The Federal Government has been urged to extend its 12-month funding lifeline for Indigenous-run health services to give them financial certainty for at least an extra five years.
AMA President Dr Steve Hambleton said confirmation from Health Minister Peter Dutton that the nation’s 150 Aboriginal Community Controlled Health Services will receive $333 million in the Federal Budget to enable them to keep operating until mid-2015 was welcome, but added longer-term financial security was required, urging the Abbott Government to guarantee funding for at least the next five years.
“Aboriginal Community Controlled Health Services deliver the highest quality, culturally appropriate health care to the Aboriginal population,” Dr Hambleton said. “These services make a huge difference to people suffering serious health conditions.”
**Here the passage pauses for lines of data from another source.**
use super::entailed_range;
use super::tighten_target;
use super::NumOperand;
use crate::arcs::Arc;
use crate::arcs::ArcOperator;
use crate::arcs::PropagationContext;
use crate::arcs::ReadDomains;
use crate::arcs::Watch;
use crate::basic_types::PropagationStatus;
use crate::domains::interval_ops;
use crate::domains::DomainEvents;
use crate::domains::DomainValue;

/// An arc maintaining `x - y op z`.
#[derive(Debug)]
pub struct DiffArc<T> {
    x: NumOperand<T>,
    y: NumOperand<T>,
    op: ArcOperator,
    z: NumOperand<T>,
}

impl<T: DomainValue> DiffArc<T> {
    pub fn new(x: NumOperand<T>, y: NumOperand<T>, op: ArcOperator, z: NumOperand<T>) -> Self {
        DiffArc { x, y, op, z }
    }
}

impl<T: DomainValue> Arc<T> for DiffArc<T> {
    fn name(&self) -> &str {
        "Diff"
    }

    fn watches(&self) -> Vec<Watch> {
        [
            self.x.watch(DomainEvents::BOUNDS),
            self.y.watch(DomainEvents::BOUNDS),
            self.z.watch(DomainEvents::BOUNDS),
        ]
        .into_iter()
        .flatten()
        .collect()
    }

    fn propagate(&mut self, context: &mut PropagationContext<'_, T>) -> PropagationStatus {
        let name = Arc::<T>::name(self);
        let (x_min, x_max) = (self.x.min(context), self.x.max(context));
        let (y_min, y_max) = (self.y.min(context), self.y.max(context));

        let (lo, hi) = interval_ops::sub_bounds(x_min, x_max, y_min, y_max);
        tighten_target(context, self.z, self.op, lo, hi, name)?;

        let range = entailed_range(
            self.op,
            self.z.min(context),
            self.z.max(context),
            context.tolerance(),
        );
        if let Some(lower) = range.lower {
            // x - y >= lower: x >= lower + y_min, y <= x_max - lower.
            self.x.set_min(context, lower.add_sat(y_min), name)?;
            self.y.set_max(context, x_max.sub_sat(lower), name)?;
        }
        if let Some(upper) = range.upper {
            // x - y <= upper: x <= upper + y_max, y >= x_min - upper.
            self.x.set_max(context, upper.add_sat(y_max), name)?;
            self.y.set_min(context, x_min.sub_sat(upper), name)?;
        }
        Ok(())
    }
}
His comments were supported by the results of a report that found marked improvements in the performance of health services treating Aboriginal and Torres Strait Islander people.
Using data from more than 200 primary health care organisations that mainly treat Aboriginal and Torres Strait Islander people, the Australian Institute of Health and Welfare found that there had been a jump of between 5 and 9 percentage points in key health services, including detailed health assessments of adults, developing team care arrangements for patients with type 2 diabetes and recording baby birth weights.
Nationally, the Institute found, 58 per cent of Indigenous babies born in the 12 months to mid-2013 had had their birth weight recorded by a primary health care provider.
“Government investment in Aboriginal Community Controlled Health Services is money well spent,” Dr Hambleton said. “There is clear evidence that it saves lives and improves quality of life for Aboriginal peoples. It closes the gap.”
Delivering the annual Commonwealth Closing the Gap report in February, Prime Minister Tony Abbott said the gap in rates of child mortality between the Indigenous and non-Indigenous community had halved in the past decade, but admitted there had been almost no progress in narrowing the gap in life expectancy – currently around 10 years – between Indigenous Australians and the rest of the community.
In addition to the 12-month funding lifeline for Aboriginal Community Controlled Health Services, Mr Dutton also approved $98 million to fund five specific Indigenous health programs – Primary Health Care, Healthy for Life, Australian Nurse Family Partnership, New Directions: Mothers and Babies, and Stronger Indigenous Health Services – being delivered by 90 organisations across the country.
A spokesman for the Health Minister told The Australian that “extending the funding to June 2015 provides the continuity for these organisations to deliver important services to Indigenous people over the next 12 months”.
National Aboriginal Community Controlled Health Organisation Chair Justin Mohamed said the extra funding was recognition of the significant contribution Indigenous-led health services were making in closing the health gap.
But Mr Mohamed warned that, welcome though the funds were, more was needed.
“The Aboriginal population is growing, and demand for our services is increasing at a rate of more than 6 per cent a year,” he said. “We need to have surety that we will have the resources to continue to improve the health of our people over the long term to meet this growth.”
Mr Mohamed said funding should grow in line with inflation and should be guaranteed beyond the next financial year.
“We are only now starting to see the results of programs put in place five years ago,” he said. “As such, we need to move to a more secure funding model, moving from the current three-year agreements to five-year agreements.”
It was a call backed by Dr Hambleton, who urged the Government to move to a five-year funding agreement “as soon as possible”.